The Rose comeback is B.A.P's first release of 2017 after promoting two EPs and a full-length album last year. For their last effort of 2016 -- their Noir LP that earned them their fourth No. 1 on Billboard's World Albums chart -- the group's leader Bang Yongguk sat out of the promotions due to anxiety and panic disorders. Yonnguk produced or wrote on a majority on the record and while it would certainly be a difficult decision for him to miss out not only as an artist, it'd be an equally tough call to decide to be upfront about the true issue in an industry that has yet to speak openly and without judgment about mental health
It was significant for a K-pop star and his company, TS Entertainment, to actively put their artist's mental health first and be transparent about the situation. Many times, Korean singers or actors' issues are brushed over or ignored completely and fans are left wondering why they aren't seeing their favorite star as often as they once were. Yet, here was an instance where the entire team was revealing the exact reason of why their artist needed to rest -- a major move for TS Entertainment, who B.A.P slapped with a lawsuit in late 2014 over unfair working conditions until both sides settled the following summer and continue amicably today.
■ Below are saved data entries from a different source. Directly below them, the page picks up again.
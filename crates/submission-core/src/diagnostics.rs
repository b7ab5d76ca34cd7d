//! Diagnostics reporting for faults that are not shown to the user.

use std::fmt;
use std::sync::atomic::{AtomicU64, Ordering};

use tracing::error;

use crate::fault::{Fault, FaultCategory};

/// Sink for internal fault reports.
///
/// Reporting is fire-and-forget: implementations must not fail observably
/// and must not block for long, since they run on the action's task.
pub trait DiagnosticsSink: Send + Sync + fmt::Debug {
    /// Records `fault` under `category`.
    fn report(&self, fault: &Fault, category: FaultCategory);
}

/// Default sink: logs each report through `tracing` and counts it.
#[derive(Debug, Default)]
pub struct TracingDiagnostics {
    reported: AtomicU64,
}

impl TracingDiagnostics {
    /// Creates a sink with a zero report count.
    #[must_use]
    pub const fn new() -> Self {
        Self {
            reported: AtomicU64::new(0),
        }
    }

    /// Number of reports recorded so far.
    #[must_use]
    pub fn reported(&self) -> u64 {
        self.reported.load(Ordering::Relaxed)
    }
}

impl DiagnosticsSink for TracingDiagnostics {
    fn report(&self, fault: &Fault, category: FaultCategory) {
        self.reported.fetch_add(1, Ordering::Relaxed);
        error!(
            %category,
            kind = fault.kind_name(),
            error = %fault,
            "fault reported to diagnostics"
        );
    }
}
Perhaps even more so in the hyper-critical world K-pop stars live in, mental health issues are not something to be ashamed of and Yongguk and his team were brave in their decisions that ultimately paints the 26-year-old as a more realistic figure in Korea's world of untouchable celebrities. That refreshing honesty has seemingly fully bled into B.A.P's artistic output to stunning results.
Co-written by Yongguk and youngest member Zelo, "Wake Me Up" details an inner-awakening and a progression from "Awakening a different me inside / The faint light that was turned off" to "Putting back together / The messy puzzle pieces in this game... / I believe in myself right now," according to translated lyrics. This is a story of redemption that not only Yongguk can relate to, but B.A.P in general after being out of the K-pop game for nearly a year due to their lawsuit.
Through it all is a racing hip-hop/pop production that centers the aggressive raps and emotional belting around a subtle-yet-catchy string of hooky oohs making "Wake Me Up" is B.A.P's most accessible single in years. A step away from the hard-hitting "Skydive" or "That's My Jam," the change up still lets each member's unique vocal delivery shine and is reminiscent to how BTS also incorporate deeper commentaries over mainstream productions -- ultimately, only helping B.A.P's message hit harder.
Elsewhere, the accompanying video shows how B.A.P is making mental health and self-care a priority as they show an extremely diverse cast of actors -- perhaps the most diverse cast ever seen in a K-pop video -- doing their best to cope. The visual appears to touch on issues of self-perception (a young woman stares at herself in the mirror with dozens of beauty products sprawled on her bed), anxiety (a black man nervously looks around his bathroom), and eating disorders (a black woman begins seeing maggots in the salad ingredients she's preparing) among others. Yet, the most striking scene may come during the bridge section as a young man holds a sign that reads "Emotional Revolution." Here, B.A.P is calling for an inner-change in the way viewers feel and perceive the world. The music video highlights the types of struggles and issues many of their young fans around the world are likely facing and, instead of any major action, the band suggest they start with themselves. Easy-yet-important advice.
It's this type of honesty and perspective that ultimately forges a deeper connection between artist and fans and B.A.P has created a spectacular example of how real-life struggle can inspire with "Wake Me Up."